* **INFORMATION PROVIDED**:
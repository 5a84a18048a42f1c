pub mod cities;
pub mod gallery;
pub mod submissions;
pub mod upload;
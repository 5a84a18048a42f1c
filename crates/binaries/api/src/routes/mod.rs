pub mod gallery;
pub mod root;
pub mod scalar_config;
pub mod submissions;

use crate::api_state::ApiState;
use crate::gallery::router::gallery_public_router;
use crate::root::router::root_public_router;
use crate::scalar_config::get_custom_html;
use crate::submissions::router::submissions_public_router;
use axum::Router;
use tower_http::{LatencyUnit, trace::TraceLayer};
use tracing::warn;
use utoipa::OpenApi;
use utoipa_scalar::{Scalar, Servable};

// --- API Documentation ---
#[derive(OpenApi)]
#[openapi(
    info(
        title = "Places Gallery API",
        description = "Browse and submit photos of meaningful places."
    ),
    paths(
        root::handlers::root,
        root::handlers::health,
        // Gallery handlers
        gallery::handlers::get_cities_handler,
        gallery::handlers::get_gallery_photos_handler,
        gallery::handlers::get_countries_handler,
        // Submission handlers
        submissions::handlers::post_upload_url_handler,
        submissions::handlers::post_submission_handler,
        submissions::handlers::patch_submission_email_handler,
    ),
    components(
        schemas(
            common_types::Photo,
            common_types::GalleryStats,
            common_types::GalleryPhotosResponse,
            common_types::CitiesResponse,
            common_types::UploadUrlRequest,
            common_types::UploadUrlResponse,
            common_types::NewSubmission,
            common_types::CreateSubmissionResponse,
            common_types::AttachEmailRequest,
            common_types::countries::Country,
            common_types::countries::Region,
        ),
    ),
    tags(
        (name = "Places", description = "Meaningful places gallery API"),
        (name = "Gallery", description = "Browsing approved photos"),
        (name = "Submissions", description = "Uploading and submitting a place")
    )
)]
struct ApiDoc;

// --- Router Construction ---
pub fn create_router(state: ApiState) -> Router {
    let openapi = ApiDoc::openapi();
    let docs = match get_custom_html(&openapi) {
        Ok(html) => Scalar::with_url("/docs", openapi).custom_html(html),
        Err(e) => {
            warn!("Falling back to the default docs page: {e}");
            Scalar::with_url("/docs", openapi)
        }
    };

    Router::new()
        .merge(docs)
        .merge(root_public_router())
        .merge(gallery_public_router())
        .merge(submissions_public_router())
        .with_state(state)
        .layer(
            TraceLayer::new_for_http().on_response(
                tower_http::trace::DefaultOnResponse::new()
                    .level(tracing::Level::INFO)
                    .latency_unit(LatencyUnit::Millis),
            ),
        )
}
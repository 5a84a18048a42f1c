use serde::{Deserialize, Serialize};
use utoipa::ToSchema;
use uuid::Uuid;

#[derive(Debug, Clone, Copy, PartialEq, Eq, Serialize, Deserialize, ToSchema)]
pub struct CreateSubmissionResponse {
    pub id: Uuid,
}

#[derive(Debug, Clone, PartialEq, Eq, Serialize, Deserialize, ToSchema)]
pub struct AttachEmailRequest {
    pub email: String,
}
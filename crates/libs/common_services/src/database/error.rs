use thiserror::Error;

#[derive(Debug, Error)]
pub enum DbError {
    #[error("Database error: {0}")]
    Sqlx(sqlx::Error),

    #[error("Migration error: {0}")]
    Migrate(#[from] sqlx::migrate::MigrateError),
}

impl From<sqlx::Error> for DbError {
    fn from(err: sqlx::Error) -> Self {
        Self::Sqlx(err)
    }
}
use crate::api::gallery::error::GalleryError;
use crate::database::stores::PlaceSubmissionStore;
use app_state::GallerySettings;
use common_types::{GalleryPhotosResponse, GalleryStats, PlaceSubmission, Photo};
use sqlx::PgPool;
use std::collections::HashSet;
use tracing::{debug, instrument};

/// Photos for the gallery.
///
/// With a city filter: the newest approved photos of that city. Without:
/// the curated featured set topped up with the newest other photos.
#[instrument(skip(pool, settings))]
pub async fn gallery_photos(
    pool: &PgPool,
    settings: &GallerySettings,
    city: Option<&str>,
) -> Result<GalleryPhotosResponse, GalleryError> {
    if let Some(city) = city {
        let rows = PlaceSubmissionStore::find_by_city(pool, city, settings.city_limit).await?;
        debug!("Found {} photos for city {city}", rows.len());
        return Ok(city_response(rows));
    }

    let featured = PlaceSubmissionStore::find_featured(pool, settings.target_featured).await?;
    let featured_ids: Vec<_> = featured.iter().map(|p| p.id).collect();
    let remaining = settings.target_total - featured.len() as i64;
    let latest =
        PlaceSubmissionStore::find_latest_excluding(pool, &featured_ids, remaining).await?;

    Ok(merge_featured_and_latest(
        featured,
        latest,
        settings.target_total.max(0) as usize,
    ))
}

/// A city-filtered set has no featured part; everything counts as latest.
#[must_use]
pub fn city_response(rows: Vec<PlaceSubmission>) -> GalleryPhotosResponse {
    let photos: Vec<Photo> = rows.into_iter().map(Photo::from).collect();
    let total = photos.len();
    GalleryPhotosResponse {
        photos,
        stats: GalleryStats {
            total,
            featured: 0,
            latest: total,
        },
    }
}

/// Featured photos first, then the latest ones that are not already featured,
/// never more than `target_total` together.
#[must_use]
pub fn merge_featured_and_latest(
    featured: Vec<PlaceSubmission>,
    latest: Vec<PlaceSubmission>,
    target_total: usize,
) -> GalleryPhotosResponse {
    let mut seen = HashSet::new();
    let featured: Vec<_> = featured
        .into_iter()
        .filter(|p| seen.insert(p.id))
        .take(target_total)
        .collect();
    let latest: Vec<_> = latest
        .into_iter()
        .filter(|p| seen.insert(p.id))
        .take(target_total - featured.len())
        .collect();

    let stats = GalleryStats {
        total: featured.len() + latest.len(),
        featured: featured.len(),
        latest: latest.len(),
    };
    let photos = featured
        .into_iter()
        .chain(latest)
        .map(Photo::from)
        .collect();

    GalleryPhotosResponse { photos, stats }
}

#[cfg(test)]
mod tests {
    use super::*;
    use chrono::{Duration, Utc};
    use common_types::SubmissionStatus;
    use uuid::Uuid;

    fn row(minutes_ago: i64, featured: bool) -> PlaceSubmission {
        PlaceSubmission {
            id: Uuid::new_v4(),
            place_name: format!("Place {minutes_ago}"),
            city: "Seoul".to_string(),
            country: "South Korea".to_string(),
            name: None,
            why_special: None,
            photo_url: format!("https://assets.example.com/gallery/{minutes_ago}.jpg"),
            email: None,
            is_featured: featured,
            status: SubmissionStatus::Approved,
            submitted_at: Utc::now() - Duration::minutes(minutes_ago),
        }
    }

    #[test]
    fn fills_up_to_target_total() {
        let featured: Vec<_> = (0..10).map(|i| row(i, true)).collect();
        let latest: Vec<_> = (10..40).map(|i| row(i, false)).collect();

        let response = merge_featured_and_latest(featured, latest, 20);

        assert_eq!(response.stats.featured, 10);
        assert_eq!(response.stats.latest, 10);
        assert_eq!(response.stats.total, 20);
        assert_eq!(response.photos.len(), 20);
        assert!(response.photos[..10].iter().all(|p| p.is_featured));
    }

    #[test]
    fn latest_never_repeats_a_featured_id() {
        let featured: Vec<_> = (0..4).map(|i| row(i, true)).collect();
        // The latest query raced with curation and returned featured rows too.
        let mut latest = featured.clone();
        latest.extend((4..30).map(|i| row(i, false)));

        let response = merge_featured_and_latest(featured.clone(), latest, 20);

        let featured_ids: HashSet<_> = featured.iter().map(|p| p.id).collect();
        let latest_part = &response.photos[response.stats.featured..];
        assert!(latest_part.iter().all(|p| !featured_ids.contains(&p.id)));
        assert_eq!(response.stats.featured, 4);
        assert_eq!(response.stats.latest, 16);
    }

    #[test]
    fn never_exceeds_target_for_any_mix() {
        for n_featured in 0..25 {
            for n_latest in [0, 3, 19, 40] {
                let featured: Vec<_> = (0..n_featured).map(|i| row(i, true)).collect();
                let latest: Vec<_> = (0..n_latest).map(|i| row(100 + i, false)).collect();
                let response = merge_featured_and_latest(featured, latest, 20);
                assert!(response.stats.featured + response.stats.latest <= 20);
                assert_eq!(response.stats.total, response.photos.len());
            }
        }
    }

    #[test]
    fn small_database_returns_everything() {
        let response = merge_featured_and_latest(vec![row(1, true)], vec![row(2, false)], 20);
        assert_eq!(response.stats, GalleryStats { total: 2, featured: 1, latest: 1 });
    }

    #[test]
    fn city_sets_count_as_latest() {
        let response = city_response(vec![row(1, true), row(2, false)]);
        assert_eq!(response.stats, GalleryStats { total: 2, featured: 0, latest: 2 });
    }
}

* **YOUR TASK**: In the listing above, locate each line with "None" and copy it.

* **COMPLETED TASK**:
            name: None,
            why_special: None,
            email: None,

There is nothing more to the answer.